Here’s the story of me, this, and JavaScript. You may think about JavaScript what
you may (I’m yet unsure if I like it or not), but it is one of the most useful programming languages
you can have in your toolbox. So, right now, I’m on my way to learn it. Which
immediately made me run into a problem that might well affect nearly anyone who
starts with JavaScript.
If JavaScript is not your first language, the concept of this in JavaScript
may confuse you. In languages like C++ or Python, this (or self in Python)
always points to the class instance.
Not so in JavaScript. Which bites you early on when you define your first
handler, let’s say a click handler. And why would you start with JavaScript,
if not to handle button clicks in a web page.
class Counter
{
constructor()
{
this.counter = 0;
document.getElementById("count").onclick = this.count;
}
count() {
this.counter++;
document.getElementById("counter").innerHTML = this.counter;
}
}
window.addEventListener('load', function(event) {
let c = new Counter();
});
So now you think that clicking the element labeled count (which will usually
be a button in your HTML page) will increase the counter in the element labeled
counter (which may well be a label in your HTML page).
But you are in for a big surprise. Clicking the button does nothing. At least
nothing that’s visible. The label does not count up, it is still zero. When you
run the debugger in the browser, you see that the variable counter is
undefined. When you click the button, the value becomes NaN, because that’s what
you get when you add one to undefined.
And here’s why: The this in the click handler is not the class
Counter. Instead it’s the button that the handler was bound to with onclick.
And this button does not have a counter field, so it’s undefined.
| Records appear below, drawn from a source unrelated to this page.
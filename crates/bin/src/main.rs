use clap::{CommandFactory, Parser};
use tracing_subscriber::EnvFilter;

mod cli;
mod commands;
mod output;
mod session;

use cli::{Cli, Commands};
use output::OutputFormat;

#[tokio::main]
async fn main() -> Result<(), Box<dyn std::error::Error>> {
    let cli = Cli::parse();

    // Initialize tracing
    tracing_subscriber::fmt()
        .with_env_filter(EnvFilter::from_default_env().add_directive("gatehouse=info".parse()?))
        .init();

    let format = OutputFormat::from_json_flag(cli.json);

    match cli.command {
        Some(Commands::Serve(args)) => commands::serve::run(&args).await,
        Some(Commands::Health(args)) => commands::health::run(&args).await,
        Some(Commands::Config) => commands::config::run(format),
        None => {
            Cli::command().print_help()?;
            Ok(())
        }
    }
}
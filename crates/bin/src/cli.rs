//! CLI argument definitions for the Gatehouse binary.

use clap::{Parser, Subcommand};
use gatehouse::config::{ConfigError, SessionConfig};

/// Gatehouse layout server
#[derive(Parser, Debug)]
#[command(name = "gatehouse")]
#[command(about = "Gatehouse: session-cookie resolution for server-rendered apps")]
#[command(version)]
pub struct Cli {
    /// Emit machine-readable JSON instead of human-readable text
    #[arg(long, global = true)]
    pub json: bool,

    #[command(subcommand)]
    pub command: Option<Commands>,
}

#[derive(Subcommand, Debug)]
pub enum Commands {
    /// Run the layout server
    Serve(ServeArgs),
    /// Check health of a running Gatehouse server
    Health(HealthArgs),
    /// Show the effective database configuration
    Config,
}

/// Arguments for the serve command
#[derive(clap::Args, Debug, Clone)]
pub struct ServeArgs {
    /// Port to listen on
    #[arg(short, long, default_value_t = 3000, env = "GATEHOUSE_PORT")]
    pub port: u16,

    /// Bind address
    #[arg(long, default_value = "0.0.0.0", env = "GATEHOUSE_HOST")]
    pub host: String,

    /// Name of the session cookie
    #[arg(long, default_value = gatehouse::constants::SESSION_COOKIE, env = "GATEHOUSE_COOKIE_NAME")]
    pub cookie_name: String,

    /// Mark the session cookie Secure (HTTPS only)
    #[arg(long, env = "GATEHOUSE_SECURE_COOKIE")]
    pub secure_cookie: bool,

    /// Session lifetime in days
    #[arg(long, default_value_t = gatehouse::constants::SESSION_TTL_DAYS, env = "GATEHOUSE_SESSION_TTL_DAYS")]
    pub session_ttl_days: i64,

    /// Sessions closer than this many days to expiry are extended on use
    #[arg(long, default_value_t = gatehouse::constants::SESSION_RENEW_THRESHOLD_DAYS, env = "GATEHOUSE_SESSION_RENEW_DAYS")]
    pub session_renew_days: i64,

    /// Register this user at startup and log a session token for it
    #[arg(long)]
    pub demo_user: Option<String>,
}

impl ServeArgs {
    /// Session settings derived from the arguments.
    pub fn session_config(&self) -> Result<SessionConfig, ConfigError> {
        SessionConfig::from_days(
            self.cookie_name.clone(),
            self.secure_cookie,
            self.session_ttl_days,
            self.session_renew_days,
        )
    }
}

/// Arguments for the health command
#[derive(clap::Args, Debug)]
pub struct HealthArgs {
    /// Base URL of the server to check
    #[arg(long, default_value = "http://127.0.0.1:3000", env = "GATEHOUSE_URL")]
    pub url: String,

    /// Timeout in seconds
    #[arg(short, long, default_value_t = 5)]
    pub timeout: u64,
}
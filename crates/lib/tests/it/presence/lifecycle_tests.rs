//! A client session: bootstrap from the server, edit, log out.

use std::sync::{Arc, Mutex};

use gatehouse::{Presence, PresenceStore, UserData, UserPatch};

use crate::helpers::TestContext;

#[tokio::test]
async fn login_edit_logout() {
    let ctx = TestContext::new();
    let user = ctx.add_user("alice").await;
    let token = ctx.login(&user).await;
    let layout = ctx.resolver.load(&ctx.cookies(&token)).await.unwrap();

    let store = PresenceStore::new();
    let seen: Arc<Mutex<Vec<UserData>>> = Arc::new(Mutex::new(Vec::new()));
    let sink = seen.clone();
    let subscription = store.subscribe(move |value: &UserData| {
        sink.lock().unwrap().push(value.clone());
    });

    store.bootstrap(&layout);
    assert_eq!(
        store.presence(),
        Presence::Authenticated {
            id: user.id.clone(),
            username: "alice".to_string(),
            email: None,
        }
    );

    store.update_user(UserPatch::new().email("alice@example.com"));
    assert_eq!(store.get().email.as_deref(), Some("alice@example.com"));

    store.clear_user();
    assert_eq!(store.get(), UserData::anonymous());
    assert_eq!(store.presence(), Presence::Anonymous);

    let history = seen.lock().unwrap().clone();
    assert_eq!(history.len(), 4);
    assert!(!history[0].is_authenticated);
    assert!(history[1].is_authenticated);
    assert_eq!(history[2].email.as_deref(), Some("alice@example.com"));
    assert_eq!(history[3], UserData::anonymous());

    subscription.unsubscribe();
    store.update_user(UserPatch::new().id("ignored"));
    assert_eq!(seen.lock().unwrap().len(), 4);
}

#[tokio::test]
async fn anonymous_layout_clears_stale_client_state() {
    let ctx = TestContext::new();
    let layout = ctx
        .resolver
        .load(&gatehouse::session::RequestCookies::new())
        .await
        .unwrap();

    let store = PresenceStore::new();
    store.update_user(UserPatch::new().id("old").username("old").authenticated(true));
    store.bootstrap(&layout);

    assert_eq!(store.get(), UserData::anonymous());
}

#[test]
fn updates_from_other_threads_are_all_delivered() {
    let store = PresenceStore::new();
    let seen = Arc::new(Mutex::new(Vec::new()));
    let sink = seen.clone();
    let _sub = store.subscribe(move |value: &UserData| {
        sink.lock().unwrap().push(value.username.clone());
    });

    let handles: Vec<_> = (0..4)
        .map(|i| {
            let store = store.clone();
            std::thread::spawn(move || {
                store.update_user(UserPatch::new().username(format!("user{i}")));
            })
        })
        .collect();
    for handle in handles {
        handle.join().unwrap();
    }

    // Initial call plus one notification per update, whichever thread delivered it
    let seen = seen.lock().unwrap();
    assert_eq!(seen.len(), 5);
    assert_eq!(seen[0], None);
    assert_eq!(seen.last().cloned().flatten(), store.get().username);
}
What now? You cannot get at the class instance in the handler, so defining an
extra class variable which stores this won’t help, because you couldn’t access
that too.
My first solution, which made me cringe a bit, but worked, was to introduce a
global variable named classthis, set it to this in the constructor and use
it whereever I want to access this. But we all frown upon global variables,
don’t we? So what to do?
Fortunately, the makers of JavaScript / ECMAscript saw the dilemma, too. So,
with ECMAscript 5, they gave us the bind() function. It allows you to set the
this on a function. Using bind(), the class in the example above becomes:
class Counter
{
constructor()
{
this.counter = 0;
document.getElementById("count").onclick = this.count.bind(this);
}
count() {
this.counter++;
document.getElementById("counter").innerHTML = this.counter;
}
}
And now it works. This points to the instance of the counter object and
clicking and counting works like a charm.